** Records to use **
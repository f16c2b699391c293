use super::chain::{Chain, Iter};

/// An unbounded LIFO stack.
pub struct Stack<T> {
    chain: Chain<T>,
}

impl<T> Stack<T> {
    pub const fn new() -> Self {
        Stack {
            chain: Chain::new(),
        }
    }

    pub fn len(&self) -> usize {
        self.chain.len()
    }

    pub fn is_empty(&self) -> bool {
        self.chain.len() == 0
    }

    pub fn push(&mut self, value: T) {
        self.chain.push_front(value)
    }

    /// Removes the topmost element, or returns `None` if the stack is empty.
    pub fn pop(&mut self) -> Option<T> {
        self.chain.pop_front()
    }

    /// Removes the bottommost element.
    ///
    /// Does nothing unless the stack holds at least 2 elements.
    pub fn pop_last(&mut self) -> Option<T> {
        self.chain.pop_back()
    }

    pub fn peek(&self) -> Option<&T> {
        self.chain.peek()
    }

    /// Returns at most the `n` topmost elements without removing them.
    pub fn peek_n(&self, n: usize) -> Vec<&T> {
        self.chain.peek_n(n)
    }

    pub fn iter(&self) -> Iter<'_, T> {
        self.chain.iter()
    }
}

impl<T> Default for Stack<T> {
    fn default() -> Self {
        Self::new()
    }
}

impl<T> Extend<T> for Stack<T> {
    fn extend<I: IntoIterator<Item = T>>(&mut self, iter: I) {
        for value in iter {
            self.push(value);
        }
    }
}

...

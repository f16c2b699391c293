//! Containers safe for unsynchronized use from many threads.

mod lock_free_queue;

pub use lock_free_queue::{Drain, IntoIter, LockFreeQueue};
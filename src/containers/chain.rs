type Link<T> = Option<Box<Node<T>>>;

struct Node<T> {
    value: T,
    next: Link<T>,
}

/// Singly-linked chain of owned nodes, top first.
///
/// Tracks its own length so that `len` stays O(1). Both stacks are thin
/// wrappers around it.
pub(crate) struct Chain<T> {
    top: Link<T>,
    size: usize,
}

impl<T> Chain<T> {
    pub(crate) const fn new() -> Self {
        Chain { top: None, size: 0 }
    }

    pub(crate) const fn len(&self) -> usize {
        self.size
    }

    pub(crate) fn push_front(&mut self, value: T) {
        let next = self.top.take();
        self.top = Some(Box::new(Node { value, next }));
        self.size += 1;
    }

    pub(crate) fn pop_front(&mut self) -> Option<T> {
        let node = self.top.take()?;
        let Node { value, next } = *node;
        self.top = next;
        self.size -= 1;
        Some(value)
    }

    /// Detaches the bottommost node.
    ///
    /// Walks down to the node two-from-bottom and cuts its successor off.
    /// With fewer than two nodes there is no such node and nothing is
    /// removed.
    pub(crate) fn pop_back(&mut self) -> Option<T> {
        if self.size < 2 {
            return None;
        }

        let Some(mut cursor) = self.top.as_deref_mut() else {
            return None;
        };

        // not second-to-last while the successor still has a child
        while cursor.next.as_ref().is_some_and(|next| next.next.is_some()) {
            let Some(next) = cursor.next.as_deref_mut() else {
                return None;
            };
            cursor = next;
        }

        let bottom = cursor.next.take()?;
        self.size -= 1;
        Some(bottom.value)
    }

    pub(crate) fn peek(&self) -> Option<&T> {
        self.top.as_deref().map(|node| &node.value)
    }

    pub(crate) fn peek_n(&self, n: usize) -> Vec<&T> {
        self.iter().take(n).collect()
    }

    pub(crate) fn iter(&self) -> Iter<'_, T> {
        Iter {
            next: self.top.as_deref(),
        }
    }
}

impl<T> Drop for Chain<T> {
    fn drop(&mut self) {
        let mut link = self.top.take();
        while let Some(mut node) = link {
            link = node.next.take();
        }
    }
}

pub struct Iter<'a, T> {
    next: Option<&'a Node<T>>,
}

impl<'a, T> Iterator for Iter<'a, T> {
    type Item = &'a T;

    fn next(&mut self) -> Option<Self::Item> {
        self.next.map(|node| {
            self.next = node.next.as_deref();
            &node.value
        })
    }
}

** Assigned task **
Find "self.chain.pop_back()" in the entries above and copy that whole line exactly, then each line after it through the line that contains "impl<T> Extend<T> for".

** Task response **
        self.chain.pop_back()
    }

    pub fn peek(&self) -> Option<&T> {
        self.chain.peek()
    }

    /// Returns at most the `n` topmost elements without removing them.
    pub fn peek_n(&self, n: usize) -> Vec<&T> {
        self.chain.peek_n(n)
    }

    pub fn iter(&self) -> Iter<'_, T> {
        self.chain.iter()
    }
}

impl<T> Default for Stack<T> {
    fn default() -> Self {
        Self::new()
    }
}

impl<T> Extend<T> for Stack<T> {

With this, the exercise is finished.